In vitro study of the insulin-like action of vanadyl-pyrone and -pyridinone complexes with a VO(O4) coordination mode.

The insulin-like action of a novel class of potential insulin-mimetic complexes was investigated in terms of free fatty acid (FFA) release from isolated rat adipocytes. Vanadyl complexes such as VO(ema)2 [(bis(2-ethyl-3-hydroxy-4-pyrone)VO], VO(mpp)2 [bis (3-hydroxy-2-methyl-4(1H)-pyridinone)VO], VO(dmpp)2 [bis(1,2-dimethyl-3-hydroxy-4(1H)-pyridinone)VO] and VO(empp)2 [bis(2-ethyl-3-hydroxy-1-methyl-4(1H)-pyridinone)VO] were tested together with vanadyl sulfate for comparison.

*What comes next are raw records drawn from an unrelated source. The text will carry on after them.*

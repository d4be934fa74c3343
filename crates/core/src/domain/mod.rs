// Domain Layer - Check model, validation and target parsing (pure logic)

pub mod check;
pub mod host;
pub mod service_name;
pub mod target;

// Re-exports
pub use check::{CheckMethod, CheckOutcome, CheckRequest, CheckStatus, RemotePlatform};
pub use host::HostOs;
pub use service_name::{ServiceFamily, ServiceName};
pub use target::ParsedTarget;
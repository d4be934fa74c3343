//! Shared fixtures: stand-in service managers and a stand-in remote-shell
//! client, written as POSIX shell scripts so the real ProcessExecutor runs them.

#![allow(dead_code)]

use std::os::unix::fs::PermissionsExt;
use std::path::{Path, PathBuf};
use std::sync::{Arc, OnceLock};

use svccheck_core::{CheckSettings, HostOs, ServiceChecker};
use svccheck_infra_system::ProcessExecutor;

/// `systemctl is-active <unit>`
const FAKE_SYSTEMCTL: &str = r#"#!/bin/sh
[ "$1" = "is-active" ] || { echo "unexpected verb $1" >&2; exit 64; }
case "$2" in
  nginx|sshd.service|getty@tty1.service) echo active; exit 0 ;;
  foo) echo "Unit foo.service not found." >&2; exit 4 ;;
  slow) sleep 30 ;;
  quiet) exit 3 ;;
  *) echo inactive; exit 3 ;;
esac
"#;

/// `powershell -NoProfile -NonInteractive -Command "(Get-Service -Name '<name>').Status"`
const FAKE_POWERSHELL: &str = r#"#!/bin/sh
[ "$3" = "-Command" ] || { echo "unexpected argv" >&2; exit 64; }
case "$4" in
  "(Get-Service -Name 'W32Time').Status") printf 'Running\r\n' ;;
  "(Get-Service -Name 'Spooler').Status") echo Stopped ;;
  *) echo "Cannot find any service with service name" >&2; exit 1 ;;
esac
"#;

/// Accepts ssh-style options, skips the destination and hands the remote
/// line to a fresh `sh -c`, as sshd would with the login shell.
const FAKE_SSH: &str = r#"#!/bin/sh
while [ "$#" -gt 0 ]; do
  case "$1" in
    --) shift; break ;;
    -o|-p) shift 2 ;;
    *) echo "unexpected option $1" >&2; exit 255 ;;
  esac
done
case "$1" in
  *@unreachable*|unreachable*) echo "ssh: connect to host $1 port 22: Connection refused" >&2; exit 255 ;;
esac
shift
exec sh -c "$1"
"#;

pub struct Fixtures {
    pub dir: PathBuf,
    pub systemctl: String,
    pub powershell: String,
    pub ssh: String,
}

fn write_script(dir: &Path, name: &str, body: &str) -> String {
    let path = dir.join(name);
    std::fs::write(&path, body).unwrap();
    std::fs::set_permissions(&path, std::fs::Permissions::from_mode(0o755)).unwrap();
    path.to_string_lossy().into_owned()
}

/// Scripts are written once per test binary, before anything is spawned
pub fn fixtures() -> &'static Fixtures {
    static FIXTURES: OnceLock<Fixtures> = OnceLock::new();
    FIXTURES.get_or_init(|| {
        let dir = std::env::temp_dir().join(format!("svccheck-it-{}", std::process::id()));
        std::fs::create_dir_all(&dir).unwrap();
        Fixtures {
            systemctl: write_script(&dir, "systemctl", FAKE_SYSTEMCTL),
            powershell: write_script(&dir, "powershell", FAKE_POWERSHELL),
            ssh: write_script(&dir, "ssh", FAKE_SSH),
            dir,
        }
    })
}

pub fn settings() -> CheckSettings {
    let f = fixtures();
    CheckSettings {
        systemctl_program: f.systemctl.clone(),
        powershell_program: f.powershell.clone(),
        ssh_program: f.ssh.clone(),
        ..CheckSettings::default()
    }
}

pub fn checker(host_os: HostOs) -> ServiceChecker {
    ServiceChecker::new(Arc::new(ProcessExecutor::default()), host_os, settings())
}
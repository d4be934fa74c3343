// POSIX shell quoting
// The only thing standing between a remote sub-command and the remote shell's
// parser. Every dynamic token sent through the remote-shell client goes here.

/// Quote `arg` so a POSIX shell reads it back as exactly one literal word.
///
/// Total over all inputs: the empty string becomes `''`, anything else is
/// wrapped in single quotes with each embedded `'` written as `'"'"'`.
pub fn quote_posix(arg: &str) -> String {
    if arg.is_empty() {
        return "''".to_string();
    }
    format!("'{}'", arg.replace('\'', "'\"'\"'"))
}

/// Quote every token and join with single spaces
pub fn join_posix<I, S>(tokens: I) -> String
where
    I: IntoIterator<Item = S>,
    S: AsRef<str>,
{
    tokens
        .into_iter()
        .map(|t| quote_posix(t.as_ref()))
        .collect::<Vec<_>>()
        .join(" ")
}
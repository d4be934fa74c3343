// svccheck Infrastructure - System Adapters
// Implements: CommandExecutor

pub mod process_executor;

pub use process_executor::{ProcessExecutor, DEFAULT_ENV_ALLOWLIST};
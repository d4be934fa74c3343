// Check Domain Model
// One CheckRequest in, one CheckOutcome out. Nothing here outlives a single check.

use serde::{Deserialize, Serialize};
use std::time::Duration;

use crate::constants::DEFAULT_CHECK_TIMEOUT;
use crate::error::{echo_input, CheckError};

/// How the service is reached
#[derive(Debug, Clone, Copy, Default, PartialEq, Eq, Serialize, Deserialize)]
#[serde(rename_all = "lowercase")]
pub enum CheckMethod {
    #[default]
    Local,
    Remote,
}

/// Operating system family of a remote target
#[derive(Debug, Clone, Copy, Default, PartialEq, Eq, Serialize, Deserialize)]
#[serde(rename_all = "lowercase")]
pub enum RemotePlatform {
    #[default]
    Linux,
    Windows,
}

impl std::fmt::Display for CheckMethod {
    fn fmt(&self, f: &mut std::fmt::Formatter<'_>) -> std::fmt::Result {
        match self {
            CheckMethod::Local => write!(f, "local"),
            CheckMethod::Remote => write!(f, "remote"),
        }
    }
}

impl std::fmt::Display for RemotePlatform {
    fn fmt(&self, f: &mut std::fmt::Formatter<'_>) -> std::fmt::Result {
        match self {
            RemotePlatform::Linux => write!(f, "linux"),
            RemotePlatform::Windows => write!(f, "windows"),
        }
    }
}

impl std::str::FromStr for RemotePlatform {
    type Err = CheckError;

    fn from_str(s: &str) -> Result<Self, Self::Err> {
        match s.trim().to_ascii_lowercase().as_str() {
            "" | "linux" => Ok(RemotePlatform::Linux),
            "windows" => Ok(RemotePlatform::Windows),
            other => Err(CheckError::UnsupportedPlatform(format!(
                "remote platform '{}' (expected linux or windows)",
                echo_input(other)
            ))),
        }
    }
}

/// Input of a single check invocation.
///
/// Field names follow the wire format used by batch files:
///
/// ```text
/// { "service_name": "nginx", "method": "remote",
///   "remote_target": "ssh://ops@web-1:2222", "remote_platform": "linux",
///   "timeout_ms": 3000 }
/// ```
#[derive(Debug, Clone, PartialEq, Eq, Serialize, Deserialize)]
pub struct CheckRequest {
    pub service_name: String,

    #[serde(default)]
    pub method: CheckMethod,

    #[serde(default)]
    pub remote_target: Option<String>,

    /// Kept as written so an unknown value fails this request only; None or
    /// empty means linux
    #[serde(default)]
    pub remote_platform: Option<String>,

    #[serde(
        rename = "timeout_ms",
        default = "default_timeout",
        with = "duration_millis"
    )]
    pub timeout: Duration,
}

fn default_timeout() -> Duration {
    DEFAULT_CHECK_TIMEOUT
}

impl CheckRequest {
    /// Local check with the default timeout
    pub fn local(service_name: impl Into<String>) -> Self {
        Self {
            service_name: service_name.into(),
            method: CheckMethod::Local,
            remote_target: None,
            remote_platform: None,
            timeout: DEFAULT_CHECK_TIMEOUT,
        }
    }

    /// Remote check over the remote-shell client
    pub fn remote(
        service_name: impl Into<String>,
        target: impl Into<String>,
        platform: impl ToString,
    ) -> Self {
        Self {
            service_name: service_name.into(),
            method: CheckMethod::Remote,
            remote_target: Some(target.into()),
            remote_platform: Some(platform.to_string()),
            timeout: DEFAULT_CHECK_TIMEOUT,
        }
    }

    pub fn with_timeout(mut self, timeout: Duration) -> Self {
        self.timeout = timeout;
        self
    }

    /// Effective remote platform (defaults to linux)
    pub fn platform(&self) -> crate::error::Result<RemotePlatform> {
        match &self.remote_platform {
            Some(raw) => raw.parse(),
            None => Ok(RemotePlatform::default()),
        }
    }
}

/// Normalized status reported to the caller
#[derive(Debug, Clone, Copy, PartialEq, Eq, Serialize, Deserialize)]
#[serde(rename_all = "SCREAMING_SNAKE_CASE")]
pub enum CheckStatus {
    Up,
    Down,
}

impl std::fmt::Display for CheckStatus {
    fn fmt(&self, f: &mut std::fmt::Formatter<'_>) -> std::fmt::Result {
        match self {
            CheckStatus::Up => write!(f, "UP"),
            CheckStatus::Down => write!(f, "DOWN"),
        }
    }
}

/// Result handed back to the heartbeat collaborator
#[derive(Debug, Clone, PartialEq, Eq, Serialize, Deserialize)]
pub struct CheckOutcome {
    pub status: CheckStatus,
    pub message: String,
}

impl CheckOutcome {
    pub fn up(message: impl Into<String>) -> Self {
        Self {
            status: CheckStatus::Up,
            message: message.into(),
        }
    }

    pub fn down(message: impl Into<String>) -> Self {
        Self {
            status: CheckStatus::Down,
            message: message.into(),
        }
    }

    pub fn is_up(&self) -> bool {
        self.status == CheckStatus::Up
    }
}

mod duration_millis {
    use serde::{Deserialize, Deserializer, Serializer};
    use std::time::Duration;

    pub fn serialize<S: Serializer>(d: &Duration, s: S) -> Result<S::Ok, S::Error> {
        s.serialize_u64(d.as_millis() as u64)
    }

    pub fn deserialize<'de, D: Deserializer<'de>>(d: D) -> Result<Duration, D::Error> {
        u64::deserialize(d).map(Duration::from_millis)
    }
}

The inhibitory effect of the vanadium complexes on FFA release, from rat adipocytes treated with epinephrine, is dependent on concentration and for that reason the results are reported in terms of the IC50 value, the 50% inhibition concentration. The results show that all the complexes have an inhibitory effect on FFA release and that two pyridinone complexes, VO(mpp)2 and VO(empp)2, have a significantly better insulin-mimetic activity than that of vanadyl sulfate.